### PROVIDED DATA
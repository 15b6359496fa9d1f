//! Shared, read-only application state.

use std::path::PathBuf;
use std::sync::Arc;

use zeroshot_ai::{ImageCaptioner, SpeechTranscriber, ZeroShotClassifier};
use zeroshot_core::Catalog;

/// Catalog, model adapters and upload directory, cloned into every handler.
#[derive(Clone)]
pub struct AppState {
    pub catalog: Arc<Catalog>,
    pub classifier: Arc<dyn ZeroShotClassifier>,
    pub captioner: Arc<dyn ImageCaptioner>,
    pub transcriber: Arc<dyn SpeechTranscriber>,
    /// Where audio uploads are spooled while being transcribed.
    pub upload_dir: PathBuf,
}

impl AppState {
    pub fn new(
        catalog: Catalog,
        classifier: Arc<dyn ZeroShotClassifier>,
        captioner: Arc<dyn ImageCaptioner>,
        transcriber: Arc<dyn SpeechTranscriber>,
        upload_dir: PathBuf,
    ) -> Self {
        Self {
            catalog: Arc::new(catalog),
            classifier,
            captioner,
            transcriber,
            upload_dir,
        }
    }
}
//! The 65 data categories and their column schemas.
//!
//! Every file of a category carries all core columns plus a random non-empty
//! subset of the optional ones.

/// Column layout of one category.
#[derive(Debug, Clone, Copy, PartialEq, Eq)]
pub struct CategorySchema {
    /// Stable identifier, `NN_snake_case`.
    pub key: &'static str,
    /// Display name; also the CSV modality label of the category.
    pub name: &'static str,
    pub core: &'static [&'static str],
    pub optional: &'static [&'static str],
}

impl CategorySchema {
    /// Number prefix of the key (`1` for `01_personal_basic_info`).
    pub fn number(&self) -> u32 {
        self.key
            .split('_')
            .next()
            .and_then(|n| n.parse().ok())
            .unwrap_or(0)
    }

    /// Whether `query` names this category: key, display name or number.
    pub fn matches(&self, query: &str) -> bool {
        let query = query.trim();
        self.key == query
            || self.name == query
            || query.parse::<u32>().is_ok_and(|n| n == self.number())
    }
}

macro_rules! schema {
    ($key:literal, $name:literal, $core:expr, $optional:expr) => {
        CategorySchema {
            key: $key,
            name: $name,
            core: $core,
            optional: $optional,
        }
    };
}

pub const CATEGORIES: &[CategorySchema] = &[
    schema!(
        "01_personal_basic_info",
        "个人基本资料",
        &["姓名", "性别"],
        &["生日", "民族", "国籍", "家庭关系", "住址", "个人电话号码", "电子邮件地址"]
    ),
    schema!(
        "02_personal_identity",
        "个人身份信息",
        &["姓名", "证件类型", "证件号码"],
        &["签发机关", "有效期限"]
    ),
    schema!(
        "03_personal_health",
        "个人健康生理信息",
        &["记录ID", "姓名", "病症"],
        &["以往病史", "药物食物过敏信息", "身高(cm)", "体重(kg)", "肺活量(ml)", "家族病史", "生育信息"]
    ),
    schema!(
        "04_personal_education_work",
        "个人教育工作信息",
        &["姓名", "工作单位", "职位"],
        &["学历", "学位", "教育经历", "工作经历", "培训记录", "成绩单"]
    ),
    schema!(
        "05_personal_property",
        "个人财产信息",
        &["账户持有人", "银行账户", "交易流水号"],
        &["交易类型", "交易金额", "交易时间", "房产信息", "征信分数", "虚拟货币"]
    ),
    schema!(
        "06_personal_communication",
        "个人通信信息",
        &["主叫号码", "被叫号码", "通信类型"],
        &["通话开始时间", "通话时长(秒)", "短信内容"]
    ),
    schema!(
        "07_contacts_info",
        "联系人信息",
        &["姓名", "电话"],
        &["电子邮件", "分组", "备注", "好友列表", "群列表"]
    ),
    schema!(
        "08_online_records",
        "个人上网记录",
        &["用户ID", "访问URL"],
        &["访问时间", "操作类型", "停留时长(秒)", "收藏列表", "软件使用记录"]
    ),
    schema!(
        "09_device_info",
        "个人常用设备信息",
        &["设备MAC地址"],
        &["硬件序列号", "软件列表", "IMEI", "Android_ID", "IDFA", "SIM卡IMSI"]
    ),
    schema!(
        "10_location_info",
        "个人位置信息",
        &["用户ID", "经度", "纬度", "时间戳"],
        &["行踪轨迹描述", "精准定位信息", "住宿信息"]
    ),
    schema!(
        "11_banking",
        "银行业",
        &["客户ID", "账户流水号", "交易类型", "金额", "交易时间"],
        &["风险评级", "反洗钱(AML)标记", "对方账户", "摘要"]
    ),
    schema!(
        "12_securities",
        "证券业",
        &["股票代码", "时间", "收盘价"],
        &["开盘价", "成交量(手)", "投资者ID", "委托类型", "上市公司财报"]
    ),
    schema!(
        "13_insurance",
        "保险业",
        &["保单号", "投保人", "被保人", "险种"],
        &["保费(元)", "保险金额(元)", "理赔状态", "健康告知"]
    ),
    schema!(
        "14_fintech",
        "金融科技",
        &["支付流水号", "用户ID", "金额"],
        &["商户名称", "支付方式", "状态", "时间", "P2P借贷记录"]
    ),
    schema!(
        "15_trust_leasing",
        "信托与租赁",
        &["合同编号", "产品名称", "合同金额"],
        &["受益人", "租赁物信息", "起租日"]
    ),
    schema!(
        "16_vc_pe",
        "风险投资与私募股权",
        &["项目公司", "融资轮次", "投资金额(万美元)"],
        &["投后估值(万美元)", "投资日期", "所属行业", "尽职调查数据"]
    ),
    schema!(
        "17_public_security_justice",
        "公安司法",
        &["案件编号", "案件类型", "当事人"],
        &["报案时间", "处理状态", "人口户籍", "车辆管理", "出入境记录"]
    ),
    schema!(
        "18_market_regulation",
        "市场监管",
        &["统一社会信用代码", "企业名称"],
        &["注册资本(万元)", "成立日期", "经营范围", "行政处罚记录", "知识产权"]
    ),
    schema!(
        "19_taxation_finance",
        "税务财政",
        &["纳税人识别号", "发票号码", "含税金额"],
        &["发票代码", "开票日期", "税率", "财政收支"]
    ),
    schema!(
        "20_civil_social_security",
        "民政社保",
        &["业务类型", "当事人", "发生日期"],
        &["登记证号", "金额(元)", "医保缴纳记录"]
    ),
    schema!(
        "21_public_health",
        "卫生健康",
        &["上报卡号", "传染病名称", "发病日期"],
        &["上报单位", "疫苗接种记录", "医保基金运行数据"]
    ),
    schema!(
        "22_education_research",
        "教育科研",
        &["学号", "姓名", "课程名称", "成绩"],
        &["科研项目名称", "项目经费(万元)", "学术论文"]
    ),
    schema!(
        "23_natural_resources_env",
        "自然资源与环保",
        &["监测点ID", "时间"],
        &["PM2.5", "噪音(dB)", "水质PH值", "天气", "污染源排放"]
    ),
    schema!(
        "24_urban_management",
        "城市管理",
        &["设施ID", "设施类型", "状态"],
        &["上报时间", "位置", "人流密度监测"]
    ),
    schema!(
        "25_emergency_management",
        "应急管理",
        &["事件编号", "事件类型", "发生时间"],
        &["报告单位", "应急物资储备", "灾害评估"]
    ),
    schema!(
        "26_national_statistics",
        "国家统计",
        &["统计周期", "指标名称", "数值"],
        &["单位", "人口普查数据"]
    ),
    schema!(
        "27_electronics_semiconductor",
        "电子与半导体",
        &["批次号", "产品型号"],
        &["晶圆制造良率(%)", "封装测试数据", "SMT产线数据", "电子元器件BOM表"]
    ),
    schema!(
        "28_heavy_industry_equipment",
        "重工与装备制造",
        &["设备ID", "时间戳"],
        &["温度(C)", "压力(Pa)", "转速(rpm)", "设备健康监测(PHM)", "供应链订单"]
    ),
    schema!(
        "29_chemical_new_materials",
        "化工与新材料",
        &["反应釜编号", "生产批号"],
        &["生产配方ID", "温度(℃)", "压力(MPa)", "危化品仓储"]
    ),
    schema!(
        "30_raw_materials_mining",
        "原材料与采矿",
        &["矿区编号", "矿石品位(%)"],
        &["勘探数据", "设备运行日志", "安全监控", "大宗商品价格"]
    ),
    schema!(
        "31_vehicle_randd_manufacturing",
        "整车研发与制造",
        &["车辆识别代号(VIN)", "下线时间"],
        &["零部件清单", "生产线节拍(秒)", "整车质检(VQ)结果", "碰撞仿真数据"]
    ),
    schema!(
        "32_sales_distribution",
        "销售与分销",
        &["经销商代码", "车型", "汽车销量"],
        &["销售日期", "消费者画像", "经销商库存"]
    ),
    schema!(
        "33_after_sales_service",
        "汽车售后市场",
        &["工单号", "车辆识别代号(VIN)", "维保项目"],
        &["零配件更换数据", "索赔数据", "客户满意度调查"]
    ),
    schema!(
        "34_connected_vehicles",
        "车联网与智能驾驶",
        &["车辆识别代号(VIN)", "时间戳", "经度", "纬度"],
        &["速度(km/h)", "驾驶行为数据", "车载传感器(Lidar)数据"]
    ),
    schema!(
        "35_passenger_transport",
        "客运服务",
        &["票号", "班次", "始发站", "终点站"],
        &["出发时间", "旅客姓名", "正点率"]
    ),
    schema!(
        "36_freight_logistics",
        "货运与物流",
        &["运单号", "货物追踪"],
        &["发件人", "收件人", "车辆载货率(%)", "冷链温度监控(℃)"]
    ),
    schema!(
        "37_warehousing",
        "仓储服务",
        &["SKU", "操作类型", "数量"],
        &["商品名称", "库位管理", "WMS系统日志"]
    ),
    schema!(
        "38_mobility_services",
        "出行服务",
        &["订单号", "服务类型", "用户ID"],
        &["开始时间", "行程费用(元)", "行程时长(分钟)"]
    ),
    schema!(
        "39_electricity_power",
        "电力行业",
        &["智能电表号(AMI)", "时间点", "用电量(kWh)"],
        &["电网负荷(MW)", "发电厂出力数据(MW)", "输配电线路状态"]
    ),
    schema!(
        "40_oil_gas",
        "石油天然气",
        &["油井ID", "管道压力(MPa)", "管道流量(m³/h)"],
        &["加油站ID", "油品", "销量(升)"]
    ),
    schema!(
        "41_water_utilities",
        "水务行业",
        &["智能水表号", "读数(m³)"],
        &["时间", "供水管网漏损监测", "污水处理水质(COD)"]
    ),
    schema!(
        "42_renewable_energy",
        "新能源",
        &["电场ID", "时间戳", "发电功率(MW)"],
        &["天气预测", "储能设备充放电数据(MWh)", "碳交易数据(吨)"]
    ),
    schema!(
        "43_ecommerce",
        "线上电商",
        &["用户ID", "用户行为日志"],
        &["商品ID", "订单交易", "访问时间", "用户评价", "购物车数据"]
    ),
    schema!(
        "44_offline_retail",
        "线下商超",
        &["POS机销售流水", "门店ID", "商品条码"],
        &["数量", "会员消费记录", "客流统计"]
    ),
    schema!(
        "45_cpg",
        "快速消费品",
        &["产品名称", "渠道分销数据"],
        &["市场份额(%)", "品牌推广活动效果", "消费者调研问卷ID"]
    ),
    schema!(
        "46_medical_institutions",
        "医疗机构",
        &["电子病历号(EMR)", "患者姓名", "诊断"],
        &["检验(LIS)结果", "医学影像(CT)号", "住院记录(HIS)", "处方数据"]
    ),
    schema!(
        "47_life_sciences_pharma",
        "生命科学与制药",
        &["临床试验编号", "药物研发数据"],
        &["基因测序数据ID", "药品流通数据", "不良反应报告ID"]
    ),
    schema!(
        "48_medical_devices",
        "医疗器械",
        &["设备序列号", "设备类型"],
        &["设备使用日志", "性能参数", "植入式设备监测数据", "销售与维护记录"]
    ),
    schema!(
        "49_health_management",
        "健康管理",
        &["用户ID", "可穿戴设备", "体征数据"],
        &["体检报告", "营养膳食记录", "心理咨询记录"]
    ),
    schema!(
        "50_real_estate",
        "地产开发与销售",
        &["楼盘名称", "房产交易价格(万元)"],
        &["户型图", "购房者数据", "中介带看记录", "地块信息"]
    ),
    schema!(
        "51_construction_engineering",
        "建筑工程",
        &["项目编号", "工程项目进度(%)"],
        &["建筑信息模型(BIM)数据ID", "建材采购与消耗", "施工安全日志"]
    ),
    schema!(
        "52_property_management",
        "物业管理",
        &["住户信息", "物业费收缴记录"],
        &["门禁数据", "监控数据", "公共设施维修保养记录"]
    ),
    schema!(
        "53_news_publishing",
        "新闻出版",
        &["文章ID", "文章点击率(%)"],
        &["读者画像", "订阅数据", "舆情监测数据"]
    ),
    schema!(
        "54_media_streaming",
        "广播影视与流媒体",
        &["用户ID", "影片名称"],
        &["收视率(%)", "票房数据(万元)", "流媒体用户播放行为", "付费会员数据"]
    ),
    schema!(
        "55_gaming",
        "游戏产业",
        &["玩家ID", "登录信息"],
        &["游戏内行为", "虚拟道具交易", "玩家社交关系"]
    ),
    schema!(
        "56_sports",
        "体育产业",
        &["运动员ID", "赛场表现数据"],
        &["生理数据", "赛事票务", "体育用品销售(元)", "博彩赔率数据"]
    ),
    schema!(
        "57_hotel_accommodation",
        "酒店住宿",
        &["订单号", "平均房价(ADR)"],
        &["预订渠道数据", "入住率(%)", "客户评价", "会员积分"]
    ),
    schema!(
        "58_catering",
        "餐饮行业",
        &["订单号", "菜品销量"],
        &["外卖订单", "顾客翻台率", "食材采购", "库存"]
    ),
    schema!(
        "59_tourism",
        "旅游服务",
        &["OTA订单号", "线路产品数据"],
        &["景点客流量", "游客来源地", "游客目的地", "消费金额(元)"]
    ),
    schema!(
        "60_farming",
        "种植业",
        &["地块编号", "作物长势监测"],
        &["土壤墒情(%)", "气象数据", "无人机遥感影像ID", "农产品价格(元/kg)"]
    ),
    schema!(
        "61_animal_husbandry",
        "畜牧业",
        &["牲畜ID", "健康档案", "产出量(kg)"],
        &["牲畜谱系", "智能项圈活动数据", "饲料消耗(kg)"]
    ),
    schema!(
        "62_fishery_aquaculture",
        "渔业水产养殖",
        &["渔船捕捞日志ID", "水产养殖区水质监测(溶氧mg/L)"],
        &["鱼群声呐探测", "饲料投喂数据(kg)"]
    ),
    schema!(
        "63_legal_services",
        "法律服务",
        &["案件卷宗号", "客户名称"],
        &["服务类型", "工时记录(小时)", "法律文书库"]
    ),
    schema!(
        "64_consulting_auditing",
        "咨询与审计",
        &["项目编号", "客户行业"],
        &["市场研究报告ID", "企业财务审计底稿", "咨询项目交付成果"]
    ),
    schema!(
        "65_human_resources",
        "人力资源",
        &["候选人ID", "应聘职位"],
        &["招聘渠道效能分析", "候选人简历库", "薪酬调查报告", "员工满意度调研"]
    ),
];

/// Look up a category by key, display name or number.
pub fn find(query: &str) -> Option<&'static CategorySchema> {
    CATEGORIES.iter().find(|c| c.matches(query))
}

### EXERCISE AIM
Every line of the material that holds the word "ImageCaptioner" must be found and copied.

### SOLUTION TO THIS TASK
use zeroshot_ai::{ImageCaptioner, SpeechTranscriber, ZeroShotClassifier};
    pub captioner: Arc<dyn ImageCaptioner>,
        captioner: Arc<dyn ImageCaptioner>,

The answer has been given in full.